First, a copy of my original posting:
______________________________________________________________________________
Once in January and twice in the last 2 days, our 4/370 server has
died or come very close to dying due to problems with our disk
controller. The output into /var/adm/messages reads, typically:
Mar 9 23:05:24 sun-valley vmunix: xdc0: returned unmatched iopb addr fff003cc
Mar 9 23:05:32 sun-valley vmunix: xdc0: controller not responding
Mar 9 23:07:34 sun-valley last message repeated 5 times
Mar 9 23:08:18 sun-valley vmunix: xdc0: controller not responding
Mar 9 23:14:49 sun-valley last message repeated 12 times
Mar 9 23:15:19 sun-valley vmunix: xdc0: controller not responding
Mar 9 23:21:06 sun-valley last message repeated 12 times
Mar 9 23:21:24 sun-valley vmunix: xdc0: controller not responding
Mar 9 23:28:10 sun-valley last message repeated 10 times
The unmatched iopb addr message appeared 2 out of 3 times. The other
occurrence simply started with the controller not responding message.
This continues for about seven hours. By this time, system performance
has degraded to the point where logging in to the server is impossible.
The first time, a user who was here early in the morning managed
to L1-A and reboot the server. This morning, a different user
reported that L1-A had no effect and he had to resort to power-cycling
the machine. Unfortunately, I haven't been around with the system
in this state to see exactly what's happening on the server.

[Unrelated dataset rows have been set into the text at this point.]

//! Error types for the history engine.
//!
//! This module defines a hierarchy of error types:
//!
//! - [`ChainError`] - Chain Access Gateway errors (RPC, connectivity, timeouts)
//! - [`DecodeError`] - Fail-closed decoding of calls and events
//! - [`BlockError`] - Failure to process one block during a scan
//! - [`CacheError`] - Cache storage errors (never surfaced to callers)
//! - [`HistoryError`] - Errors crossing the history facade boundary
//!
//! Only [`HistoryError`] reaches callers of
//! [`crate::services::HistoryService`]. Everything else is recovered
//! locally: a failed block is skipped, a failed cache read is a miss.

use thiserror::Error;

// =============================================================================
// Chain Errors
// =============================================================================

/// Chain Access Gateway errors.
///
/// These errors occur when talking to the node, or when the node returns
/// data that cannot be decoded into raw extrinsics and events.
#[derive(Debug, Clone, Error)]
pub enum ChainError {
    /// WebSocket connection failed.
    #[error("Connection failed: {0}")]
    ConnectionFailed(String),

    /// RPC request failed.
    #[error("RPC error: {0}")]
    Rpc(String),

    /// No block exists at the requested height.
    #[error("Block not found at height {0}")]
    BlockNotFound(u64),

    /// Block data was fetched but could not be decoded.
    #[error("Decode error in block {block}: {message}")]
    Decode {
        /// Block hash or height the failure relates to.
        block: String,
        /// Error details.
        message: String,
    },

    /// A gateway call did not complete in time.
    #[error("Timeout after {after_ms}ms during {operation}")]
    Timeout {
        /// Gateway operation that timed out.
        operation: &'static str,
        /// Timeout that was applied.
        after_ms: u64,
    },
}

impl ChainError {
    /// Whether this error means the chain could not be reached, as opposed
    /// to the chain answering with undecodable data.
    pub fn is_unavailable(&self) -> bool {
        !matches!(self, ChainError::Decode { .. })
    }
}

// =============================================================================
// Decode Errors
// =============================================================================

/// Shape mismatch while decoding a known pallet call or event.
///
/// Decoding fails closed: a recognised call whose arguments do not have
/// the expected shape is an error, never a zero-valued record.
#[derive(Debug, Clone, PartialEq, Eq, Error)]
pub enum DecodeError {
    /// A positional argument is missing.
    #[error("{pallet}.{method}: missing argument {index}")]
    MissingArgument {
        pallet: String,
        method: String,
        index: usize,
    },

    /// A positional argument has the wrong type or format.
    #[error("{pallet}.{method}: invalid argument {index}: expected {expected}")]
    InvalidArgument {
        pallet: String,
        method: String,
        index: usize,
        expected: &'static str,
    },

    /// An extrinsic that needs a signer was unsigned.
    #[error("{pallet}.{method}: missing signer")]
    MissingSigner { pallet: String, method: String },

    /// A recognised event carries malformed data.
    #[error("event {pallet}.{method}: invalid field {index}: expected {expected}")]
    InvalidEventField {
        pallet: String,
        method: String,
        index: usize,
        expected: &'static str,
    },
}

// =============================================================================
// Block Errors
// =============================================================================

/// Failure to process a single block during a scan.
///
/// The scanner logs these and moves on to the next older block, except when
/// the very first block fails with an unavailable chain.
#[derive(Debug, Clone, Error)]
pub enum BlockError {
    /// A gateway call for this block failed.
    #[error("Chain error at block {height}: {source}")]
    Chain {
        height: u64,
        #[source]
        source: ChainError,
    },

    /// An extrinsic or event in this block failed to decode.
    #[error("Decode error at block {height}: {source}")]
    Decode {
        height: u64,
        #[source]
        source: DecodeError,
    },
}

impl BlockError {
    /// Label used for logs and metrics.
    pub fn reason(&self) -> &'static str {
        match self {
            BlockError::Chain { source, .. } if source.is_unavailable() => "chain_unavailable",
            BlockError::Chain { .. } | BlockError::Decode { .. } => "decode",
        }
    }

    /// Whether this failure means the chain could not be reached.
    pub fn is_unavailable(&self) -> bool {
        matches!(self, BlockError::Chain { source, .. } if source.is_unavailable())
    }
}

// =============================================================================
// Cache Errors
// =============================================================================

/// Cache storage errors.
///
/// The cache is an optimisation: these never cross the facade boundary.
#[derive(Debug, Error)]
pub enum CacheError {
    /// Backing storage could not be read or written.
    #[error("Cache I/O error: {0}")]
    Io(String),

    /// Record could not be serialized.
    #[error("Cache serialization error: {0}")]
    Serialization(String),

    /// Backing storage is not available at all.
    #[error("Cache unavailable: {0}")]
    Unavailable(String),
}

// =============================================================================
// History Errors
// =============================================================================

/// Errors returned by the history facade.
///
/// `Clone` so that one in-flight scan can hand its result to every caller
/// coalesced onto it.
#[derive(Debug, Clone, Error)]
pub enum HistoryError {
    /// The chain could not be reached for the newest block of the window.
    #[error("Chain unavailable: {0}")]
    ChainUnavailable(#[from] ChainError),

    /// The caller withdrew interest before the scan completed.
    #[error("History request cancelled")]
    Cancelled,

    /// The account address was empty or malformed.
    #[error("Invalid account address: {0}")]
    InvalidAddress(String),

    /// Unexpected internal error.
    #[error("Internal error: {0}")]
    Internal(String),
}

// =============================================================================
// Result Type Aliases
// =============================================================================

/// Result type for facade operations.
pub type HistoryResult<T> = Result<T, HistoryError>;

/// Result type for gateway operations.
pub type ChainResult<T> = Result<T, ChainError>;

/// Result type for decoding.
pub type DecodeResult<T> = Result<T, DecodeError>;

/// Result type for cache storage operations.
pub type CacheResult<T> = Result<T, CacheError>;
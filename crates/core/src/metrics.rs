//! Metrics definitions for the history engine.
//!
//! Metrics are collected using the `metrics` crate and can be exported
//! to Prometheus via `metrics-exporter-prometheus`. When no recorder is
//! installed every call here is a no-op.

use metrics::{counter, describe_counter, describe_histogram, histogram};
use std::time::Instant;

/// Initialize all metric descriptions.
/// Call this once at startup before any metrics are recorded.
pub fn init_metrics() {
    describe_counter!(
        "history_cache_hits_total",
        "History requests answered from a fresh cache entry"
    );
    describe_counter!(
        "history_cache_misses_total",
        "History requests that required a chain scan"
    );
    describe_counter!(
        "cache_io_errors_total",
        "Cache storage errors swallowed by the cache layer"
    );
    describe_counter!(
        "blocks_scanned_total",
        "Total number of blocks successfully scanned"
    );
    describe_counter!(
        "block_scan_failures_total",
        "Total number of blocks skipped because they failed to load or decode"
    );
    describe_counter!(
        "decode_errors_total",
        "Total number of call or event decode errors"
    );
    describe_histogram!(
        "history_scan_duration_seconds",
        "Time taken to scan the chain for one account in seconds"
    );
}

/// Record a request answered from cache.
pub fn record_cache_hit() {
    counter!("history_cache_hits_total").increment(1);
}

/// Record a request that missed the cache.
pub fn record_cache_miss() {
    counter!("history_cache_misses_total").increment(1);
}

/// Record a swallowed cache storage error.
///
/// # Arguments
/// * `op` - The cache operation ("read", "write" or "clear")
pub fn record_cache_io_error(op: &'static str) {
    counter!("cache_io_errors_total", "op" => op).increment(1);
}

/// Record a successfully scanned block.
pub fn record_block_scanned() {
    counter!("blocks_scanned_total").increment(1);
}

/// Record a skipped block.
///
/// # Arguments
/// * `reason` - "chain_unavailable" or "decode"
pub fn record_block_failure(reason: &'static str) {
    counter!("block_scan_failures_total", "reason" => reason).increment(1);
}

/// Record a decode error.
///
/// # Arguments
/// * `kind` - What failed to decode ("call" or "event")
pub fn record_decode_error(kind: &'static str) {
    counter!("decode_errors_total", "kind" => kind).increment(1);
}

/// Record scan duration.
pub fn record_scan_duration(duration_secs: f64) {
    histogram!("history_scan_duration_seconds").record(duration_secs);
}

/// A timer that automatically records scan duration when dropped.
pub struct ScanTimer {
    start: Instant,
}

impl ScanTimer {
    /// Start a new scan timer.
    pub fn new() -> Self {
        Self {
            start: Instant::now(),
        }
    }
}

impl Default for ScanTimer {
    fn default() -> Self {
        Self::new()
    }
}

impl Drop for ScanTimer {
    fn drop(&mut self) {
        record_scan_duration(self.start.elapsed().as_secs_f64());
    }
}
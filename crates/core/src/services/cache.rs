//! Cache layer - failure policy around a [`CacheStore`].
//!
//! The cache is an optimisation. Read errors become misses and write or
//! clear errors are logged, so storage trouble never reaches a caller.

use std::sync::Arc;

use tracing::{debug, warn};

use crate::metrics::record_cache_io_error;
use crate::models::CacheEntry;
use crate::ports::CacheStore;

/// Per-account history cache.
#[derive(Clone)]
pub struct HistoryCache {
    store: Arc<dyn CacheStore>,
}

impl HistoryCache {
    pub fn new(store: Arc<dyn CacheStore>) -> Self {
        Self { store }
    }

    /// Stored entry for an account, or `None` on miss or storage error.
    pub async fn read(&self, account_address: &str) -> Option<CacheEntry> {
        match self.store.read(account_address).await {
            Ok(entry) => entry,
            Err(e) => {
                warn!(
                    account = %account_address,
                    error = %e,
                    "⚠️  Cache read failed, treating as miss"
                );
                record_cache_io_error("read");
                None
            }
        }
    }

    /// Replace an account's entry.
    pub async fn write(&self, account_address: &str, entry: &CacheEntry) {
        match self.store.write(account_address, entry).await {
            Ok(()) => debug!(
                account = %account_address,
                transactions = entry.transactions.len(),
                "Cache entry written"
            ),
            Err(e) => {
                warn!(account = %account_address, error = %e, "⚠️  Cache write failed");
                record_cache_io_error("write");
            }
        }
    }

    /// Drop one account's entry, or all entries.
    pub async fn clear(&self, account_address: Option<&str>) {
        if let Err(e) = self.store.clear(account_address).await {
            warn!(account = ?account_address, error = %e, "⚠️  Cache clear failed");
            record_cache_io_error("clear");
        }
    }
}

The machine is a 4/370 running SunOS 4.1. The controller,
sitting in slot 7, is a Xylogics 753 with PROM E2186 2.22.
The 753 has 3 Fujitsu M2382K disks on it.

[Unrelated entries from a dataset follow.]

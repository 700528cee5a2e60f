//! GraphQL type definitions.

use async_graphql::{Enum, EmptySubscription, Schema, SimpleObject};
use chrono::{DateTime, Utc};

use chronicle_core::models;
use chronicle_core::services::Direction;

use crate::schema::{HistoryMutation, HistoryQuery};

/// The Chronicle GraphQL schema type.
pub type ChronicleSchema = Schema<HistoryQuery, HistoryMutation, EmptySubscription>;

/// Transaction kind.
#[derive(Enum, Clone, Copy, Debug, PartialEq, Eq)]
pub enum TransactionKind {
    Transfer,
    Staking,
    Governance,
    Reward,
    MerchantSwap,
    Unknown,
}

impl From<models::TransactionKind> for TransactionKind {
    fn from(kind: models::TransactionKind) -> Self {
        match kind {
            models::TransactionKind::Transfer => Self::Transfer,
            models::TransactionKind::Staking => Self::Staking,
            models::TransactionKind::Governance => Self::Governance,
            models::TransactionKind::Reward => Self::Reward,
            models::TransactionKind::MerchantSwap => Self::MerchantSwap,
            models::TransactionKind::Unknown => Self::Unknown,
        }
    }
}

/// Asset an amount is denominated in.
#[derive(Enum, Clone, Copy, Debug, PartialEq, Eq)]
pub enum Asset {
    Dalla,
    #[graphql(name = "BBZD")]
    BBzd,
}

impl From<models::Asset> for Asset {
    fn from(asset: models::Asset) -> Self {
        match asset {
            models::Asset::Dalla => Self::Dalla,
            models::Asset::BBzd => Self::BBzd,
        }
    }
}

impl From<Asset> for models::Asset {
    fn from(asset: Asset) -> Self {
        match asset {
            Asset::Dalla => Self::Dalla,
            Asset::BBzd => Self::BBzd,
        }
    }
}

#[derive(Enum, Clone, Copy, Debug, PartialEq, Eq)]
pub enum TransactionStatus {
    Success,
    Failed,
}

impl From<models::TransactionStatus> for TransactionStatus {
    fn from(status: models::TransactionStatus) -> Self {
        match status {
            models::TransactionStatus::Success => Self::Success,
            models::TransactionStatus::Failed => Self::Failed,
        }
    }
}

/// Which side of the history to return.
#[derive(Enum, Clone, Copy, Debug, Default, PartialEq, Eq)]
pub enum HistoryDirection {
    #[default]
    All,
    Sent,
    Received,
    Staking,
}

impl From<HistoryDirection> for Direction {
    fn from(direction: HistoryDirection) -> Self {
        match direction {
            HistoryDirection::All => Direction::All,
            HistoryDirection::Sent => Direction::Sent,
            HistoryDirection::Received => Direction::Received,
            HistoryDirection::Staking => Direction::Staking,
        }
    }
}

#[derive(SimpleObject)]
pub struct TransactionMetadata {
    pub pallet_name: String,
    pub method_name: String,
    pub description: String,
}

/// One transaction in an account's history.
#[derive(SimpleObject)]
pub struct Transaction {
    pub hash: String,
    pub block_number: i64,
    /// Block timestamp in epoch milliseconds.
    pub timestamp: i64,
    pub time: Option<DateTime<Utc>>,
    pub kind: TransactionKind,
    pub from: String,
    pub to: String,
    pub amount: String,
    pub asset: Asset,
    pub status: TransactionStatus,
    pub fee: String,
    pub metadata: Option<TransactionMetadata>,
}

impl From<models::Transaction> for Transaction {
    fn from(t: models::Transaction) -> Self {
        let timestamp = t.timestamp as i64;
        Self {
            hash: t.hash,
            block_number: t.block_number as i64,
            timestamp,
            time: DateTime::from_timestamp_millis(timestamp),
            kind: t.kind.into(),
            from: t.from,
            to: t.to,
            amount: t.amount,
            asset: t.asset.into(),
            status: t.status.into(),
            fee: t.fee,
            metadata: t.metadata.map(|m| TransactionMetadata {
                pallet_name: m.pallet_name,
                method_name: m.method_name,
                description: m.description,
            }),
        }
    }
}
mod cache;
mod gateway;
mod rule;

pub use cache::*;
pub use gateway::*;
pub use rule::*;
use super::{image_src, ERROR_STYLE, INPUT_STYLE, PAGE_STYLE, PRIMARY_BUTTON, SECONDARY_BUTTON};
use crate::models::{Product, ProductCategory};
use crate::services::reconcile_deleted;
use crate::state::use_app_state;
use crate::Screen;
use dioxus::prelude::*;
use dioxus_i18n::t;

/// Shown to anybody who is not an admin
#[component]
pub fn UnauthorizedView(on_navigate: EventHandler<Screen>) -> Element {
    rsx! {
        div { style: "{PAGE_STYLE} text-align: center; padding-top: 80px;",
            h1 { style: "font-size: 24px; color: #cc0000;", "🚫 " {t!("unauthorized-title")} }
            p { style: "color: #666;", {t!("unauthorized-text")} }
            button {
                style: "{PRIMARY_BUTTON} margin-top: 16px;",
                onclick: move |_| on_navigate.call(Screen::Home),
                {t!("action-go-home")}
            }
        }
    }
}

#[component]
pub fn AdminDashboardScreen(on_navigate: EventHandler<Screen>) -> Element {
    let state = use_app_state();
    // Cached list of the last fetch; deletes are reconciled locally
    let mut groups = use_signal(Vec::<(ProductCategory, Vec<Product>)>::new);
    let mut filter = use_signal(|| None::<ProductCategory>);
    let mut loading = use_signal(|| false);
    let mut error = use_signal(String::new);
    let mut confirm_delete = use_signal(|| None::<Product>);

    // Reruns when the filter or the signed-in user changes
    use_effect(move || {
        let Some(email) = state.user_email().filter(|_| state.is_admin()) else {
            return;
        };
        let category = filter();
        loading.set(true);
        error.set(String::new());
        spawn(async move {
            let result = match state.catalog() {
                Ok(catalog) => catalog.list_grouped(Some(&email), category).await,
                Err(e) => Err(e),
            };
            match result {
                Ok(list) => groups.set(list),
                Err(e) => {
                    log::error!("Error fetching products: {}", e);
                    error.set(t!("error-load-products-failed", error: e.user_message()));
                }
            }
            loading.set(false);
        });
    });

    let mut delete = move |product: Product| {
        let Some(email) = state.user_email() else {
            return;
        };
        confirm_delete.set(None);
        spawn(async move {
            let result = match state.catalog() {
                Ok(catalog) => catalog.delete_product(&product.id, &email).await,
                Err(e) => Err(e),
            };
            match result {
                Ok(removed) => {
                    if !removed {
                        log::debug!("Product {} was already gone", product.id);
                    }
                    groups.with_mut(|groups| {
                        for (_, products) in groups.iter_mut() {
                            reconcile_deleted(products, &product);
                        }
                        groups.retain(|(_, products)| !products.is_empty());
                    });
                }
                Err(e) => error.set(t!("error-delete-failed", error: e.user_message())),
            }
        });
    };

    if !state.is_admin() {
        return rsx! {
            UnauthorizedView { on_navigate }
        };
    }

    rsx! {
        div { style: "{PAGE_STYLE}",
            div { style: "display: flex; justify-content: space-between; align-items: center; margin-bottom: 12px;",
                h1 { style: "margin: 0; font-size: 24px;", {t!("admin-title")} }
                button {
                    style: "{PRIMARY_BUTTON}",
                    onclick: move |_| on_navigate.call(Screen::ProductForm(None)),
                    "+ "
                    {t!("action-add-product")}
                }
            }

            select {
                style: "{INPUT_STYLE} margin-bottom: 16px;",
                onchange: move |e| {
                    filter.set(e.value().parse::<ProductCategory>().ok());
                },
                option { value: "", selected: filter().is_none(), {t!("filter-all-categories")} }
                for category in ProductCategory::all().iter().copied() {
                    option {
                        value: "{category}",
                        selected: filter() == Some(category),
                        "{category.title()}"
                    }
                }
            }

            if !error().is_empty() {
                div { style: "{ERROR_STYLE}", "⚠️ {error}" }
            }

            if let Some(product) = confirm_delete() {
                div { style: "padding: 16px; background: #fff3cd; border-radius: 12px; margin-bottom: 16px;",
                    p { style: "margin: 0 0 12px;", "⚠️ {t!(\"confirm-delete-product\")} {product.name}" }
                    div { style: "display: flex; gap: 8px;",
                        button {
                            style: "{SECONDARY_BUTTON}",
                            onclick: move |_| confirm_delete.set(None),
                            {t!("action-cancel")}
                        }
                        button {
                            style: "{SECONDARY_BUTTON} background: #cc0000; color: white;",
                            onclick: move |_| delete(product.clone()),
                            {t!("action-delete")}
                        }
                    }
                }
            }

            if loading() {
                div { style: "text-align: center; padding: 40px; color: #999;", "⏳" }
            } else if groups().is_empty() {
                div { style: "text-align: center; padding: 40px; color: #999;", {t!("admin-no-products")} }
            } else {
                for (category, products) in groups() {
                    div { key: "{category}", style: "margin-bottom: 24px;",
                        h2 { style: "font-size: 18px; margin-bottom: 12px;", "{category.title()}" }
                        div { style: "display: grid; grid-template-columns: 1fr 1fr; gap: 12px;",
                            for product in products {
                                AdminProductCard {
                                    key: "{product.id}",
                                    product: product.clone(),
                                    on_edit: move |id| on_navigate.call(Screen::ProductForm(Some(id))),
                                    on_delete: move |p| confirm_delete.set(Some(p)),
                                }
                            }
                        }
                    }
                }
            }
        }
    }
}

#[component]
fn AdminProductCard(
    product: Product,
    on_edit: EventHandler<String>,
    on_delete: EventHandler<Product>,
) -> Element {
    let price = format!("${:.2}", product.price);
    let id = product.id.clone();
    let to_delete = product.clone();

    rsx! {
        div { style: "background: white; border-radius: 16px; padding: 12px; box-shadow: 0 1px 3px rgba(0,0,0,0.1);",
            img {
                src: "{image_src(&product.image)}",
                style: "width: 100%; height: 160px; object-fit: cover; border-radius: 12px; background: #eeeeee;",
            }
            div { style: "font-weight: 600; margin-top: 8px;", "{product.name}" }
            div { style: "color: #666; margin-bottom: 8px;", "{price}" }
            div { style: "display: flex; gap: 8px;",
                button {
                    style: "{SECONDARY_BUTTON} flex: 1;",
                    onclick: move |_| on_edit.call(id.clone()),
                    "✏️"
                }
                button {
                    style: "{SECONDARY_BUTTON} flex: 1;",
                    onclick: move |_| on_delete.call(to_delete.clone()),
                    "🗑️"
                }
            }
        }
    }
}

We've been running this setup since November without any problems.
Has anyone run into this problem before? Is my controller going bad?
Is this a problem with the software driver? Do I have the right
PROM rev?
Any solutions/suggestions/wild guesses greatfully accepted.
-Dave
______________________________________________________________________________
Next, thanks to all those who replied:
tsacas@issy.ilog.fr (Stephane Tsacas)
From: Paul Quare <pq@computer-science.manchester.ac.uk>
sundev!fletch!kevin@Sun.COM (Kevin Sheehan {Consulting Poster Child})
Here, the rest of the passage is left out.